_WORK TO COMPLETE:_ The lines wanted are those in the data below that include "crate".

Data items:
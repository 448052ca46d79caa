//! Decision Threshold
//!
//! Turns the forest probability into a binary risk label.
//! label = Risk iff probability >= threshold.

use serde::{Deserialize, Serialize};

use crate::constants::DEFAULT_THRESHOLD;
use crate::logic::error::{CardioError, CardioResult};

#[derive(Debug, Clone, Copy, PartialEq, Eq, Serialize, Deserialize)]
#[serde(rename_all = "snake_case")]
pub enum RiskLabel {
    Risk,
    NoRisk,
}

impl RiskLabel {
    pub fn as_str(&self) -> &'static str {
        match self {
            RiskLabel::Risk => "risk",
            RiskLabel::NoRisk => "no_risk",
        }
    }
}

impl std::fmt::Display for RiskLabel {
    fn fmt(&self, f: &mut std::fmt::Formatter<'_>) -> std::fmt::Result {
        f.write_str(self.as_str())
    }
}

/// Validated threshold in [0, 1]
#[derive(Debug, Clone, Copy, PartialEq, Serialize)]
pub struct DecisionThreshold(f64);

impl DecisionThreshold {
    pub fn new(value: f64) -> CardioResult<Self> {
        if !(0.0..=1.0).contains(&value) {
            return Err(CardioError::validation(format!(
                "decision threshold must be within [0, 1], got {}",
                value
            )));
        }
        Ok(Self(value))
    }

    pub fn value(&self) -> f64 {
        self.0
    }

    pub fn classify(&self, probability: f64) -> RiskLabel {
        if probability >= self.0 {
            RiskLabel::Risk
        } else {
            RiskLabel::NoRisk
        }
    }
}

impl Default for DecisionThreshold {
    fn default() -> Self {
        Self(DEFAULT_THRESHOLD)
    }
}
//! History handlers

use axum::{extract::{rejection::{JsonRejection, PathRejection}, Path, State}, Json};
use validator::Validate;

use crate::{AppState, AppResult};
use crate::handlers::with_history;
use crate::models::{DeleteResponse, DeleteSelectedRequest, HistoryItem, HistoryList};

/// List all past results, oldest first
pub async fn list(State(state): State<AppState>) -> AppResult<Json<HistoryList>> {
    let entries = state.history.lock().list()?;

    let items: Vec<HistoryItem> = entries
        .into_iter()
        .enumerate()
        .map(|(index, entry)| HistoryItem::new(index, entry))
        .collect();

    Ok(Json(HistoryList {
        total: items.len(),
        items,
    }))
}

/// Delete one row by position
pub async fn delete_one(
    State(state): State<AppState>,
    path: Result<Path<usize>, PathRejection>,
) -> AppResult<Json<DeleteResponse>> {
    let Path(index) = path?;

    let (removed, remaining) = with_history(&state, move |_, history| {
        let removed = history.delete(index)?;
        Ok((removed, history.len()?))
    })
    .await?;

    tracing::info!("Deleted history entry {} at index {}", removed.id, index);

    Ok(Json(DeleteResponse { deleted: 1, remaining }))
}

/// Delete the selected rows, all or nothing
pub async fn delete_selected(
    State(state): State<AppState>,
    payload: Result<Json<DeleteSelectedRequest>, JsonRejection>,
) -> AppResult<Json<DeleteResponse>> {
    let Json(req) = payload?;
    req.validate()?;

    let (removed, remaining) = with_history(&state, move |_, history| {
        let removed = history.delete_many(&req.indices)?;
        Ok((removed, history.len()?))
    })
    .await?;

    tracing::info!("Deleted {} history entries", removed.len());

    Ok(Json(DeleteResponse {
        deleted: removed.len(),
        remaining,
    }))
}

_ANSWER TO THIS EXERCISE:_
use crate::constants::DEFAULT_THRESHOLD;
use crate::logic::error::{CardioError, CardioResult};
use crate::{AppState, AppResult};
use crate::handlers::with_history;
use crate::models::{DeleteResponse, DeleteSelectedRequest, HistoryItem, HistoryList};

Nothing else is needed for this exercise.